ENTRETIEN : PALLAS

  Origine : Royaume-Uni
Style : rock néo-progressif
Formé en : 1980
Composition :
Niall Mathewson – guitares
Graeme Murray – basse
Colin Fraser – batterie
Ronnie Brown – claviers
Alan Reed – chant
Dernier album : The Dreams of Men (2005)

Profitant de la sortie du DVD Moment to Moment, Progressia s’est empressé de combler une lacune : réaliser une entrevue avec Pallas, l’un des groupes vétérans du néo-prog. Le très loquace Alan Reed a accepté de répondre de façon très exhaustive à un flot de questions, avec une bonne humeur évidente et une grosse louche d’humour.

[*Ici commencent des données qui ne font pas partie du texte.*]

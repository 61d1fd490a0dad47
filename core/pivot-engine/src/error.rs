//! FILENAME: core/pivot-engine/src/error.rs

use std::fmt;
use thiserror::Error;
use crate::view::{LevelTag, RowClass};

/// Which configuration list referenced a column.
#[derive(Debug, Clone, Copy, PartialEq, Eq)]
pub enum ColumnRole {
    Filter,
    Group,
    Aggregate,
    Subtotal,
    Display,
}

impl fmt::Display for ColumnRole {
    fn fmt(&self, f: &mut fmt::Formatter<'_>) -> fmt::Result {
        let name = match self {
            ColumnRole::Filter => "Filter",
            ColumnRole::Group => "Group",
            ColumnRole::Aggregate => "Aggregate",
            ColumnRole::Subtotal => "Subtotal",
            ColumnRole::Display => "Display",
        };
        f.write_str(name)
    }
}

#[derive(Error, Debug, Clone, PartialEq)]
pub enum PivotError {
    #[error("{role} columns {missing:?} not found in data")]
    Schema {
        role: ColumnRole,
        missing: Vec<String>,
    },

    #[error("invalid pivot configuration: {0}")]
    InvalidConfig(String),

    #[error("row {row}: outline level {tagged:?} disagrees with display classification {classified:?}")]
    InconsistentLevels {
        row: usize,
        tagged: LevelTag,
        classified: RowClass,
    },
}

impl PivotError {
    pub fn schema(role: ColumnRole, missing: Vec<String>) -> Self {
        PivotError::Schema { role, missing }
    }

    pub fn is_schema_error(&self) -> bool {
        matches!(self, PivotError::Schema { .. })
    }
}
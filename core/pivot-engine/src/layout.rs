//! FILENAME: core/pivot-engine/src/layout.rs
//! Layout/Span Resolver - row classification, merge spans and row styles.
//!
//! Everything here is a function of the displayed content only. The
//! classification deliberately does not look at the `LevelTag`s produced by
//! the Outline Formatter so that the two can be checked against each other.
//!
//! Row indices count the header as row 0.

use engine::CellValue;

use crate::view::{DisplayTable, RowClass, RowStyle, SpanInstruction};

// ============================================================================
// CLASSIFICATION
// ============================================================================

/// Classifies one displayed data row.
///
/// `group_width` is the number of leading group columns.
pub fn classify_row(row: &[CellValue], group_width: usize) -> RowClass {
    if row.iter().any(CellValue::is_grand_total_marker) {
        return RowClass::GrandTotal;
    }

    let groups = &row[..group_width.min(row.len())];
    let last_blank = groups.last().map_or(true, CellValue::is_blank);
    if !last_blank {
        return RowClass::Normal;
    }

    match groups.iter().rposition(|c| !c.is_blank()) {
        Some(p) => RowClass::Subtotal(p + 1),
        None => RowClass::Normal,
    }
}

/// Classifies every display row, header first.
pub fn classify_rows(table: &DisplayTable, group_width: usize) -> Vec<RowClass> {
    std::iter::once(RowClass::Header)
        .chain(table.rows.iter().map(|r| classify_row(r, group_width)))
        .collect()
}

// ============================================================================
// SPANS
// ============================================================================

/// What a row means for the span scan of one column.
#[derive(Debug, Clone, Copy, PartialEq, Eq)]
enum CellRole {
    /// Ends any run; nothing can start here.
    Barrier,
    /// Ends any run and starts a new anchor when non-blank.
    Anchor,
    /// Joins the current run when blank, anchors otherwise.
    Plain,
}

fn cell_role(class: RowClass, column: usize) -> CellRole {
    match class {
        RowClass::Header | RowClass::GrandTotal => CellRole::Barrier,
        RowClass::Subtotal(level) => {
            let label_col = level.saturating_sub(1);
            if column == label_col {
                CellRole::Anchor
            } else if column > label_col {
                CellRole::Barrier
            } else {
                CellRole::Plain
            }
        }
        RowClass::Normal => CellRole::Plain,
    }
}

/// Scan state for one column.
#[derive(Debug, Clone, Copy)]
enum ScanState {
    Idle,
    /// `anchor` shows the value; `last` is the latest blank joined to it.
    Accumulating { anchor: usize, last: usize },
    /// Anchor seen, no blank joined yet.
    Anchored { anchor: usize },
}

/// Computes vertical merge spans for the group columns.
///
/// For each group column, a non-blank cell followed by a run of blank cells
/// becomes one span covering the value and the run. Special rows end runs
/// in the columns at or right of their own level; a subtotal's label cell
/// may itself anchor a span. The aggregate column is never spanned.
pub fn compute_spans(table: &DisplayTable, dynamic_cols: &[String]) -> Vec<SpanInstruction> {
    let group_width = dynamic_cols.len().saturating_sub(1);
    let classes = classify_rows(table, group_width);
    let mut spans = Vec::new();

    for column in 0..group_width {
        let mut state = ScanState::Idle;

        for (display_row, class) in classes.iter().enumerate() {
            let blank = table.display_cell(display_row, column).is_blank();

            state = match (cell_role(*class, column), blank) {
                (CellRole::Barrier, _) => {
                    flush(state, column, &mut spans);
                    ScanState::Idle
                }
                (CellRole::Anchor, _) | (CellRole::Plain, false) => {
                    flush(state, column, &mut spans);
                    if blank {
                        ScanState::Idle
                    } else {
                        ScanState::Anchored { anchor: display_row }
                    }
                }
                (CellRole::Plain, true) => match state {
                    ScanState::Idle => ScanState::Idle,
                    ScanState::Anchored { anchor } | ScanState::Accumulating { anchor, .. } => {
                        ScanState::Accumulating { anchor, last: display_row }
                    }
                },
            };
        }
        flush(state, column, &mut spans);
    }

    spans
}

fn flush(state: ScanState, column: usize, spans: &mut Vec<SpanInstruction>) {
    if let ScanState::Accumulating { anchor, last } = state {
        if last > anchor {
            spans.push(SpanInstruction {
                column,
                start_row: anchor,
                end_row: last,
            });
        }
    }
}

// ============================================================================
// STYLES
// ============================================================================

/// One style instruction per display row, header first.
pub fn row_styles(classes: &[RowClass]) -> Vec<RowStyle> {
    classes
        .iter()
        .enumerate()
        .map(|(row, class)| RowStyle {
            row,
            class: *class,
            start_col: match class {
                RowClass::Subtotal(k) => k.saturating_sub(1),
                _ => 0,
            },
        })
        .collect()
}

Progressia : Depuis la naissance du néo-prog au début des années quatre-vingt, de nombreux groupes ont disparu, d’autres ont ressuscité et Pallas est l’un de ces derniers. Comment cette résurrection a-t-elle eu lieu ? Que pensez-vous de la santé et de l’évolution de cette scène ?
Alan Reed : Qu’est-ce que le néo-prog ? Si tu fais référence à la pléthore de groupes anglais à cette époque qui ont été influencés par le rock progressif, alors oui, évidemment, il y en encore un certain nombre en activité. Je ne sais pas s’il s’agit simplement de pure obstination de la part des groupes ou de la loyauté et de l’enthousiasme des fans. Même Solstice et Twelfth Night se sont reformés ! Concernant Pallas, nous avons toujours considéré que quelque chose était inachevé lorsque nos routes se sont séparées à la fin des années quatre-vingt. Petit à petit, nous nous sommes retrouvés à travailler ensemble à nouveau et Beat the Drum a vu le jour. A notre grande surprise, il semblait y avoir encore des gens – et des labels – intéressés par ce que nous proposions. Nous voici donc, dix ans plus tard, en train de faire de la musique encore et toujours. Concernant le néo-prog en général, il est assez impressionnant de constater que cette petite scène, essentiellement autoproduite et indépendante a réussi à fleurir et même à grandir ces dix dernières années. Aucun de ces groupes n’en a tiré fortune, mais ils ont survécu et continué à développer leur propre style. Je pense que la plupart ont écrit et enregistré leurs meilleurs travaux récemment. C’est probablement vrai pour nous aussi. Le futur est assez incertain. Internet, s’il fut l’un des mécanismes qui nous a permis de trouver et de garder un certain public, s’avère être aujourd’hui une lame à double tranchant. Le téléchargement illégal, et le peer to peer en particulier, s’est tellement généralisé qu’il devient difficile pour nous d’amortir les coûts de base, et je ne parle même pas de gagner un peu d’argent pour le réinvestir dans d’autres projets. Je ne veux pas faire de morale, parce que nous avons tous commis un peu de piratage en notre temps, mais lorsque tu découvres (et c’est mon cas) que tes albums sont en téléchargement avant même qu’un quelconque membre du groupe en ait une copie finalisée, c’est que clairement, il y a quelque chose qui ne tourne pas rond.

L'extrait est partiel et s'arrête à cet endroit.